アトピー性皮膚炎
かゆみの激しい湿疹が慢性的に続く皮膚炎です。年齢によって皮膚が乾燥したり、赤くなるなど症状が変化することもあります。
乳幼児に多い疾患ですが、近年では成人になっても症状が現れる方もいます。
アトピーになりやすい体質の人が、アレルギー物質に触れたり、乾燥や汗により皮膚に刺激を受けることでアトピー性皮膚炎を発症するといわれています。アレルギー物質は、卵や牛乳などの食物、ハウスダストやダニ、カビ、動物の毛など人によって様々です。
治療では、ステロイドなどの塗り薬を使用します。症状に合わせて保湿薬などの複数の塗り薬を使用したり、飲み薬を併用することもあります。
また、アレルギーの原因となるアレルゲンを特定するため、血液検査や皮膚検査を行うこともあります。
Qアトピー性皮膚炎とはどのような病気ですか?
痒みを伴い慢性的に経過する皮膚炎(湿疹)ですが、その根本には皮膚の生理学的異常(皮膚の乾燥とバリアー機能異常)があり、そこへ様々な刺激やアレルギー反応が加わって生じると考えられています。
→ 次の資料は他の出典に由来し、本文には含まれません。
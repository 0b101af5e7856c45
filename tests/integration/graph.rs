//! Integration tests for the `noodle graph` command.

use noodle::test_utils::{LayerFixture, SceneFixture};
use noodle::utils::paths::canonical_key;
use predicates::prelude::*;

use crate::common::TestScene;

fn key(scene: &TestScene, relative: &str) -> String {
    canonical_key(&scene.path(relative).to_string_lossy())
}

#[test]
fn test_graph_tree_default() {
    let scene = TestScene::shot().unwrap();

    let output = scene.run_noodle(&["graph", &scene.root_arg()]).unwrap();
    output
        .assert_success()
        .assert_stdout_contains("root.usda")
        .assert_stdout_contains("├── layout.usda sublayer")
        .assert_stdout_contains("│   ├── set_geo.usda payload")
        .assert_stdout_contains("│   └── look variant [red]")
        .assert_stdout_contains("├── red.usda red")
        .assert_stdout_contains("└── blue.usda blue (offline)")
        .assert_stdout_contains("├── tree.usda reference")
        .assert_stdout_contains("└── crowd.1001-1003.usd clip [3 frames]")
        .assert_stdout_contains("└── manifest.usda manifest");

    // Textures are opt-in
    assert!(!output.stdout.contains("bark.png"));
}

#[test]
fn test_graph_usdfile_flag_and_textures() {
    let scene = TestScene::shot().unwrap();

    scene
        .command()
        .args(["graph", "-i", &scene.root_arg(), "--textures"])
        .assert()
        .success()
        .stdout(predicate::str::contains("bark.png texture [sRGB]"));
}

#[test]
fn test_graph_text_format() {
    let scene = TestScene::shot().unwrap();

    let output = scene.run_noodle(&["graph", &scene.root_arg(), "--format", "text"]).unwrap();
    output
        .assert_success()
        .assert_stdout_contains(&format!("root {}\n", key(&scene, "shot/root.usda")))
        .assert_stdout_contains(&format!("  sublayer {}\n", key(&scene, "shot/layout.usda")))
        .assert_stdout_contains(&format!(
            "      blue {} (offline)\n",
            key(&scene, "assets/blue.usda")
        ))
        .assert_stdout_contains("  clip ../cache/crowd.1001-1003.usd\n");
}

#[test]
fn test_graph_json_format() {
    let scene = TestScene::shot().unwrap();

    let output = scene.run_noodle(&["graph", &scene.root_arg(), "-f", "json"]).unwrap();
    output.assert_success();

    let value: serde_json::Value = serde_json::from_str(&output.stdout).unwrap();
    assert_eq!(value["root"], key(&scene, "shot/root.usda").as_str());
    assert_eq!(value["root_resolved"], true);

    let nodes = value["nodes"].as_object().unwrap();
    assert_eq!(nodes.len(), 9);

    let blue = &nodes[&key(&scene, "assets/blue.usda")];
    assert_eq!(blue["kind"], "payload");
    assert_eq!(blue["online"], false);

    let look = &nodes[&format!("{}:look", key(&scene, "shot/layout.usda"))];
    assert_eq!(look["kind"], "variant");
    assert_eq!(look["selected"], "red");
}

#[test]
fn test_graph_dot_format() {
    let scene = TestScene::shot().unwrap();

    scene
        .command()
        .args(["graph", &scene.root_arg(), "--format", "dot"])
        .assert()
        .success()
        .stdout(predicate::str::starts_with("digraph"))
        .stdout(predicate::str::contains("color = red"))
        .stdout(predicate::str::contains("style = dotted"));
}

#[test]
fn test_graph_display_depth() {
    let scene = TestScene::shot().unwrap();

    let output = scene.run_noodle(&["graph", &scene.root_arg(), "--depth", "1"]).unwrap();
    output.assert_success().assert_stdout_contains("layout.usda sublayer");
    assert!(!output.stdout.contains("set_geo.usda"));
    assert!(!output.stdout.contains("manifest.usda"));
}

#[test]
fn test_graph_max_depth_limits_walk() {
    let scene = TestScene::shot().unwrap();

    let output = scene
        .run_noodle(&["graph", &scene.root_arg(), "--max-depth", "0", "-f", "text"])
        .unwrap();
    // layout.usda is recorded but never opened
    output.assert_success().assert_stdout_contains("layout.usda");
    assert!(!output.stdout.contains("set_geo.usda"));
    assert!(!output.stdout.contains("blue.usda"));
}

#[test]
fn test_graph_cycle_terminates() {
    let scene = TestScene::new(&SceneFixture::cycle()).unwrap();

    scene
        .command()
        .args(["graph", &scene.root_arg(), "--no-dedupe"])
        .assert()
        .success()
        .stdout(predicate::str::contains("b.usda sublayer"))
        .stdout(predicate::str::contains("a.usda sublayer (cycle)"));
}

#[test]
fn test_graph_search_path() {
    let scene = TestScene::new(&SceneFixture {
        root: "shot/root.usda".to_string(),
        files: vec![
            LayerFixture::new(
                "shot/root.usda",
                "#usda 1.0\n\ndef \"Prop\" (\n    references = @props/chair.usda@\n)\n{\n}\n",
            ),
            LayerFixture::empty("library/props/chair.usda"),
        ],
    })
    .unwrap();

    let output = scene.run_noodle(&["graph", &scene.root_arg(), "-f", "text"]).unwrap();
    output.assert_success().assert_stdout_contains("(offline)");

    let library = scene.path("library");
    let output = scene
        .run_noodle(&[
            "graph",
            &scene.root_arg(),
            "-f",
            "text",
            "--search-path",
            &library.to_string_lossy(),
        ])
        .unwrap();
    output
        .assert_success()
        .assert_stdout_contains(&key(&scene, "library/props/chair.usda"));
    assert!(!output.stdout.contains("(offline)"));
}

#[test]
fn test_graph_missing_root() {
    let scene = TestScene::shot().unwrap();

    let output = scene.run_noodle(&["graph", "does_not_exist.usda"]).unwrap();
    output
        .assert_failure()
        .assert_stderr_contains("Cannot open root layer")
        .assert_stderr_contains("does_not_exist.usda");
}

#[test]
fn test_graph_binary_root_is_rejected() {
    let scene = TestScene::new(&SceneFixture {
        root: "crate.usd".to_string(),
        files: vec![LayerFixture::binary("crate.usd")],
    })
    .unwrap();

    scene
        .command()
        .args(["graph", &scene.root_arg()])
        .assert()
        .failure()
        .stderr(predicate::str::contains("Cannot open root layer"));
}

#[test]
fn test_graph_invalid_format() {
    let scene = TestScene::shot().unwrap();

    scene
        .command()
        .args(["graph", &scene.root_arg(), "--format", "yaml"])
        .assert()
        .code(1)
        .stderr(predicate::str::contains("Invalid output format 'yaml'"))
        .stderr(predicate::str::contains("tree, text, json, dot"));
}

#[test]
fn test_graph_requires_a_file() {
    let scene = TestScene::shot().unwrap();

    scene.command().arg("graph").assert().failure();
    scene
        .command()
        .args(["graph", &scene.root_arg(), "-i", &scene.root_arg()])
        .assert()
        .failure()
        .stderr(predicate::str::contains("cannot be used with"));
}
慢性的ではありますが、適切な治療をきちんと受ければ、いずれ治ったと同様の状態になることが期待されます。
自分自身アトピーセンターに所属し大学病院で専門外来をしていた経験もあり、根気よく加療することが大事なのと、デュピクセントやオルミエントなど新薬の導入で劇的に治療効果が高まっている分野でもありますのでお悩みの方はぜひご相談下さい。
Qステロイド外用薬はどのようにつければよいのでしょうか?
1日2回(朝、夕:入浴後)薄く塗ることが原則です。人指し指の先端から第1関節部までチューブから押し出した量(約0.5g)が、成人の手で2枚分すなわち成人の体表面積のおよそ2%に対する適量です(finger tip unit) 。塗る量については、例えばベリーストロングクラスの場合、大人で十分な量である1日5-10g程度の塗り方でスタートして、症状にあわせて次第に量を減らして行けば、3ヵ月使っても副腎皮質機能に大きな影響は与えません。ある程度の量をそれ以上長く使わなければ良くならないときは、スキンケアや悪化因子除去、心身医学的側面が適切に対応されているか、もう一度洗い直してみる必要があります。
しらたま皮膚科では症状に合わせて多用な外用剤や混合剤、また季節や部位に配慮しながら基材の選択も行い患者様1人1人にカスタマイズした処方を行っていきます。また最新のエビデンスの知見から、新薬なども積極的に導入していきます。
Q子どもではステロイド外用薬をどのように使えばよいのでしょうか?
原則として子どもでは「皮疹の重症度」の重症と中等症では大人より1ランク低いものを使います。
ただし症状が特にひどい部位には一時的に大人と同じランクの外用を処方する場合もあります。